Lets do the calculations again, now for 5 smaller machines instead of two big machines. Again we want to be able to handle a single machine failure.
100% load must be handled by our landscape of 5 machines, but if one fails, only 4 machines are left, so each machine must be scaled to handle 25% of the total traffic. During normal operations however, we have 5 machines available, so they will run at 20% of the traffic at peak-moments. This means that at peak moments, the server will be running at 20/25 * 100 = 80% of the maximum load the machine can handle. In other words, it will have 20% idle time, instead of 50% idle time in the previous example.
You pay for capacity, so having less idle time means you’ll be paying less for your servers.
Can we improve on this?
The cloud approach to such a scaling problem would be to have auto-scaling group. Such an auto-scaling group consists of a number of smaller machines, all virtualized. In the above example, we would have created a group of max 5 machines, and a minimum of two machines. This satisfies the requirements of the customer that we must have one hot standby at all times, and we must be able to handle 100% load at peak-moments. The auto-scaling group can spin up extra servers when the need arises, or it can remove servers if the load drops below a certain threshold. The rules must be set so, that the total load of the n servers will never be more than n-1 servers could handle, because when a server fails, the others must be able to handle the load. As soon as this threshold is met, a new instance will be started in order to lower the load per machine.
Now, whenever the load of the system drops below the peak-load, the auto-scaling group can turn of servers to reduce cost. When the load increases again, the system simply starts a new server.
The thresholds for scaling up- and down can be calculated using the following formula:
let S be the sum of the loads of all the running instances, let T be the maximum load that can be handled by all running instances, and let N be the number of running instances.

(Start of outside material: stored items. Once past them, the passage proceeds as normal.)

//! # cookiekit
//!
//! A Chromium-inspired cookie store and the manager that fronts it.
//!
//! `cookiekit` gives any presentation layer (a GUI table, a CLI, a test
//! harness) one small contract over a browsing session's cookies: list
//! them, add one, inspect one, delete one, or delete everything shown.
//!
//! ## Quick Start
//!
//! ```rust,ignore
//! use cookiekit::cookies::canonical_cookie::CanonicalCookie;
//! use cookiekit::cookies::manager::CookieManager;
//!
//! #[tokio::main]
//! async fn main() {
//!     let manager = CookieManager::in_memory();
//!     let cookie = CanonicalCookie::builder("TestCookie", "ThisisTestCookie")
//!         .domain("example.com")
//!         .build()
//!         .unwrap();
//!     manager.add(cookie).await.unwrap();
//!     println!("{} cookies", manager.list().await.unwrap().len());
//! }
//! ```
//!
//! ## Modules
//!
//! - [`base`] - Error definitions
//! - [`cookies`] - Cookie records, stores, and the cookie manager

pub mod base;
pub mod cookies;
//! Cookie storage and management.
//!
//! # Architecture
//!
//! This implementation mirrors Chromium's cookie architecture:
//!
//! | Chromium (C++) | cookiekit (Rust) | Responsibility |
//! |----------------|------------------|----------------|
//! | `network::CookieManager` | [`CookieManager`](manager::CookieManager) | List, add, delete for UI and tools |
//! | `net::CookieStore` | [`CookieStore`](store::CookieStore) | Asynchronous store interface |
//! | `net::CookieMonster` | [`CookieMonster`](monster::CookieMonster) | In-memory jar with eviction |
//! | `net::CanonicalCookie` | [`CanonicalCookie`](canonical_cookie::CanonicalCookie) | Single validated cookie |
//!
//! [`CookieStoreService`](service::CookieStoreService) runs a `CookieMonster`
//! on its own task so callers reach it the way they reach a browser engine's
//! store: by request and completion.
//!
//! # Example
//!
//! ```rust,no_run
//! use cookiekit::cookies::manager::CookieManager;
//! use cookiekit::cookies::monster::CookieMonster;
//! use cookiekit::cookies::service::{CookieStoreService, DEFAULT_QUEUE_DEPTH};
//! use std::sync::Arc;
//! use url::Url;
//!
//! # async fn run() -> Result<(), cookiekit::base::neterror::NetError> {
//! let session = CookieMonster::new();
//! let url = Url::parse("https://example.com/").unwrap();
//! session.parse_and_save_cookie(&url, "session_id=abc123; Path=/; Secure; HttpOnly");
//!
//! let (service, _task) = CookieStoreService::spawn(session.clone(), DEFAULT_QUEUE_DEPTH);
//! let manager = CookieManager::new(Arc::new(service));
//! for cookie in manager.list().await? {
//!     println!("{}", cookie.details().summary());
//! }
//! # Ok(())
//! # }
//! ```

pub mod canonical_cookie;
pub mod manager;
pub mod monster;
pub mod psl;
pub mod service;
pub mod store;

upper-bound: if S > (N-1 / N) * T then scale up
lower-bound: if S < (N-2 / N-1) * T then scale down
If the loads fluctuates around a boundary, the number of servers would keep going up and down. To prevent this from happening, a delay is introduced by the cloud hoster, but we should also lower the lower-bound by 5% or so to have some bandwidth in which the number of servers is stable. We can’t touch the upper bound, since it would violate the one server standby requirement.
Of course down-scaling can only occur for N>2, as we need a minimum of 2 servers. Up-scaling could occur unlimited, we only introduce a soft limit of 5 servers to limit the maximum costs, but if business needs change, we could up this limit.
From this follows that the load of N machines (when we have more than 2) will never be below N-2 / N-1, for example the load of 3 machines will never be below 1/2 (50%), the load of 4 machines will never be below 2/3 (67%) etc. The higher the load, the better the utilization becomes, and when the load drops, the extra machines are shut down to improve utilization again.
The result will be that depending on the fluctuations in your landscape, your average utilization percentage will increase even more, resulting in a lower running cost of your landscape.
How to achieve this auto-scaling behavior will be addressed in an upcoming post.